Monday, September 9, 2013

Moody River, More Deadly...




Sometimes things arrive from the ether, and you have no idea why. Such was the case this morning when I woke up hearing the melody to "Moody River" going round and round in my head. Whut the... ?

As I rubbed the overnight crusts from my eyes, I couldn't get the lyrics right, though I remembered the rhythm and the melody correctly. I kept thinking the lyric was "muddy river" and couldn't get the following lyrics at all. What could it be? "Torments me?" What could it be about? The Rio Grande?

We don't live close to the river, but we were near it yesterday when we went on yet another literary adventure, this time to Albuquerque to see and hear Dennis Herrick discuss his historical novel "Winter of the Metal People, the Untold Story of America's First Indian War." Herrick is a friend of Ms. Ché's.

The book is Herrick's novelization of what's known as the Tiguex War of 1541-42, when the Spanish adventurer Vasquez de Coronado set himself on the conquest of the dozen or so pueblos dotting the Rio Grande Valley between present day Albuquerque and the bluffs north of Bernalillo.



In the course of that struggle, numerous pueblos were destroyed, their inhabitants and defenders slaughtered in most horrible fashion, and many of the survivors were driven into or attempted to escape by crossing the Rio Grande River, and many perished in the freezing water. "Moody River," indeed. What tragic things that river has witnessed.

Unknown history? Well, I knew about it, having read some of the Spanish chronicles and some of the anthropological and archaeological studies done on the era. I've written periodically about it here.

I wouldn't say it's well-known, however, in part because of the earlier tendency of historians to romanticize and  heroicize the European explorers and conquistadores who came and conquered (the linked story is one of the most shameful misrepresentations of Coronado's expeditions I've found). The brief story of Coronado that we were taught in elementary school was that he explored the Southwest and the Great Plains looking for the Seven Cities of Gold and he was the first explorer to discover the Grand Canyon. Then he went back to Mexico. Pretty much, that was it.
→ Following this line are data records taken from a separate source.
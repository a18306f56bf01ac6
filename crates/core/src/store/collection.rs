//! JSON snapshot persistence for a single named collection
//!
//! Each collection lives in its own file shaped as `{"<name>": [ ... ]}`.
//! Every write replaces the whole snapshot; a missing file is created with
//! an empty collection the first time the store is opened.

use std::fs;
use std::marker::PhantomData;
use std::path::{Path, PathBuf};
use std::sync::{Mutex, MutexGuard};

use serde::de::DeserializeOwned;
use serde::Serialize;
use serde_json::Value;
use tracing::instrument;

use crate::error::Result;

pub struct Collection<T> {
    name: &'static str,
    path: PathBuf,
    // Serializes read-modify-write cycles within this process. Cross-process
    // access is out of contract.
    lock: Mutex<()>,
    _marker: PhantomData<T>,
}

impl<T: Serialize + DeserializeOwned> Collection<T> {
    pub(crate) fn open(name: &'static str, dir: &Path) -> Result<Self> {
        let collection = Self {
            name,
            path: dir.join(format!("{name}.json")),
            lock: Mutex::new(()),
            _marker: PhantomData,
        };
        if !collection.path.exists() {
            collection.write_snapshot(&[])?;
        }
        Ok(collection)
    }

    pub fn name(&self) -> &'static str {
        self.name
    }

    pub fn path(&self) -> &Path {
        &self.path
    }

    /// Read the full collection from disk.
    pub fn load(&self) -> Result<Vec<T>> {
        let _guard = self.guard();
        self.read_snapshot()
    }

    /// Replace the full collection on disk.
    pub fn save_all(&self, items: &[T]) -> Result<()> {
        let _guard = self.guard();
        self.write_snapshot(items)
    }

    /// Run a read-modify-write cycle under the collection lock.
    ///
    /// When the closure returns an error, nothing is written and the
    /// snapshot on disk stays as it was.
    #[instrument(skip_all, fields(collection = self.name))]
    pub fn mutate<R>(&self, f: impl FnOnce(&mut Vec<T>) -> Result<R>) -> Result<R> {
        let _guard = self.guard();
        let mut items = self.read_snapshot()?;
        let out = f(&mut items)?;
        self.write_snapshot(&items)?;
        Ok(out)
    }

    fn guard(&self) -> MutexGuard<'_, ()> {
        // The guarded data lives on disk, so a poisoned lock has nothing
        // inconsistent to protect.
        self.lock.lock().unwrap_or_else(|e| e.into_inner())
    }

    fn read_snapshot(&self) -> Result<Vec<T>> {
        let raw = fs::read_to_string(&self.path)?;
        let mut doc: Value = serde_json::from_str(&raw)?;
        match doc.get_mut(self.name) {
            Some(items) => Ok(serde_json::from_value(items.take())?),
            None => Ok(Vec::new()),
        }
    }

    fn write_snapshot(&self, items: &[T]) -> Result<()> {
        let mut doc = serde_json::Map::new();
        doc.insert(self.name.to_string(), serde_json::to_value(items)?);
        let text = serde_json::to_string_pretty(&Value::Object(doc))?;

        // Write the sibling first so a failed write never truncates the
        // live snapshot.
        let tmp = self.path.with_extension("json.tmp");
        fs::write(&tmp, text)?;
        fs::rename(&tmp, &self.path)?;
        Ok(())
    }
}

#[cfg(test)]
mod tests {
    use super::*;
    use serde::Deserialize;
    use tempfile::tempdir;

    #[derive(Debug, Clone, PartialEq, Serialize, Deserialize)]
    struct Entry {
        id: u64,
        body: String,
    }

    fn entry(id: u64, body: &str) -> Entry {
        Entry {
            id,
            body: body.to_string(),
        }
    }

    #[test]
    fn test_open_creates_empty_snapshot() {
        let dir = tempdir().unwrap();
        let collection: Collection<Entry> = Collection::open("entries", dir.path()).unwrap();

        let raw = fs::read_to_string(collection.path()).unwrap();
        let doc: Value = serde_json::from_str(&raw).unwrap();
        assert_eq!(doc["entries"], serde_json::json!([]));
        assert!(collection.load().unwrap().is_empty());
    }

    #[test]
    fn test_save_and_load_round_trip() {
        let dir = tempdir().unwrap();
        let collection: Collection<Entry> = Collection::open("entries", dir.path()).unwrap();

        collection
            .save_all(&[entry(1, "first"), entry(2, "second")])
            .unwrap();

        let items = collection.load().unwrap();
        assert_eq!(items, vec![entry(1, "first"), entry(2, "second")]);

        // On-disk shape keeps the collection name as the top-level key.
        let raw = fs::read_to_string(collection.path()).unwrap();
        let doc: Value = serde_json::from_str(&raw).unwrap();
        assert_eq!(doc["entries"][1]["body"], "second");
    }

    #[test]
    fn test_mutate_persists_changes() {
        let dir = tempdir().unwrap();
        let collection: Collection<Entry> = Collection::open("entries", dir.path()).unwrap();

        let id = collection
            .mutate(|items| {
                items.push(entry(7, "hello"));
                Ok(7u64)
            })
            .unwrap();
        assert_eq!(id, 7);
        assert_eq!(collection.load().unwrap().len(), 1);
    }

    #[test]
    fn test_failed_mutate_writes_nothing() {
        let dir = tempdir().unwrap();
        let collection: Collection<Entry> = Collection::open("entries", dir.path()).unwrap();
        collection.save_all(&[entry(1, "keep me")]).unwrap();

        let result: Result<()> = collection.mutate(|items| {
            items.clear();
            Err(crate::error::Error::NotFoundOrForbidden)
        });
        assert!(result.is_err());
        assert_eq!(collection.load().unwrap(), vec![entry(1, "keep me")]);
    }
}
"He" singular. As if the thousands of adventurers and warriors and servants and hangers-on who went north from Mexico City on the expedition in 1540 hadn't existed at all. Yet there were thousands of people on the march northwards, and there were many animals, both livestock and transport animals.

The expedition would have been miles and miles long, kicking up enormous quantities of dust as it lurched and rumbled and sang its way forward through very difficult mountain and desert terrain up from Mexico into what's now New Mexico, across the territory west into Arizona and Utah and east into Oklahoma, Texas, Kansas and back again. Coronado, however, split it up into several smaller companies, leaving at different times so that whatever forage they could find along the route would recover between times. Nevertheless, the company that eventually commandeered and destroyed the pueblos of the Tiguex province of the Rio Grande amounted to several thousand individuals and their livestock, a far larger cohort than any of the pueblos could muster, and possibly larger than the whole population of the region. Only a relatively handful of those who set out on this expedition however were said to have returned to Mexico in 1542, and of course they found no Cities of Gold. There weren't any to find.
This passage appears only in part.